For Representative Marie Gluesenkamp Perez of Washington State, the party’s primary political problem is undoubtedly class—which is not something that a change of messaging from “the consultant-industrial complex” can fix, she told me. Rather, authenticity is the only way to make true connections. Voters don’t want to be humored, she believes; they want to be heard. “People who are trying to signal some kind of an alignment with the working class are just undermining themselves,” she said. “The donor class needs to pay more attention to how rooted a candidate is in their community, and less about whether or not a candidate ticks every ideological or policy box.”

She stressed the importance of people knowing that their representatives “are actually living in the same reality” as they are—and that a white-collar professional is not always the best fit. She believes that people want to see themselves in their representatives. “There are so many nonpolitical ways to communicate your values that haven’t been respected or exercised,” she told me. Gluesenkamp Perez has gained a national profile for the way she aims to speak for the sort of blue-collar America that many Democrats realize they’ve become disconnected from. She and her husband own an auto repair shop in the Pacific Northwest, and she won reelection in a Republican district that’s supported Trump in the past three elections. “Being able to make a clutch last for 500,000 miles—that’s really cool to a lot of people,” she told me.

“I think about all the ways that I’ve seen this sort of unconscious disrespect for people in the trades,” she said. “I’ll hear people say, ‘Well, you know, my dad was just a janitor, and I’m the first person in my family to go to college,’ and I’m like, What does that sound like to everyone in the room who didn’t go to college? That you think you’re better than them.”

What became clear from my conversations was that Democrats want to get back to eye level with their potential voters, particularly men. But, as Clyburn and others acknowledged, the party’s progressive social agenda can be an obstacle to its moderate wing. At her town halls, Gluesenkamp Perez told me, she has found her constituents especially fired up over the rules about trans women in sports—an issue that Trump has inflamed.

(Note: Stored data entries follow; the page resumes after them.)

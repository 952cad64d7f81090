//! Key/value persistence the position and settings stores write through.

use std::collections::HashMap;

use parking_lot::Mutex;

use super::Result;

/// String-valued key/value storage. Values are JSON documents.
pub trait StorageBackend: Send + Sync {
    fn get(&self, key: &str) -> Result<Option<String>>;
    fn set(&self, key: &str, value: &str) -> Result<()>;
    fn remove(&self, key: &str) -> Result<()>;
}

/// Process-local storage for tests and ephemeral sessions.
#[derive(Debug, Default)]
pub struct MemoryStorage {
    entries: Mutex<HashMap<String, String>>,
}

impl MemoryStorage {
    pub fn new() -> Self {
        Self::default()
    }

    pub fn len(&self) -> usize {
        self.entries.lock().len()
    }

    pub fn is_empty(&self) -> bool {
        self.len() == 0
    }

    pub fn keys(&self) -> Vec<String> {
        let mut keys: Vec<_> = self.entries.lock().keys().cloned().collect();
        keys.sort();
        keys
    }
}

impl StorageBackend for MemoryStorage {
    fn get(&self, key: &str) -> Result<Option<String>> {
        Ok(self.entries.lock().get(key).cloned())
    }

    fn set(&self, key: &str, value: &str) -> Result<()> {
        self.entries.lock().insert(key.to_string(), value.to_string());
        Ok(())
    }

    fn remove(&self, key: &str) -> Result<()> {
        self.entries.lock().remove(key);
        Ok(())
    }
}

“What I saw was that those people were mostly people that had been driving their girls to sports practice for 12 years, and their kids’ best shot at going to college was a scholarship,” she told me. “This was an argument about resource access, not about morality.” Gluesenkamp Perez has sometimes crossed over to side with the GOP, but she recently voted against Republican-sponsored legislation to keep transgender women and girls out of school sports.

She also told me that having a real values discussion is impossible until voters feel respected, and that a candidate is listening to them. A genuine curiosity about the lives of the people who send you to Congress is not a mere nicety but an essential quality for Democrats who seem remote to the people they represent. “A lot of my colleagues just go out there and try to explain stuff to people all the time,” Gluesenkamp Perez said. “A lot of us don’t really have confidence that the spreadsheets they’re pointing to are the full picture.”

Just being real could help Democrats appeal to voters of all stripes, but they have to hope that it will resonate with disaffected men—particularly young men—who may have turned toward Trump. Democrats may not have to bend their values completely out of shape to suit the political environment, but they can’t afford to write anyone off.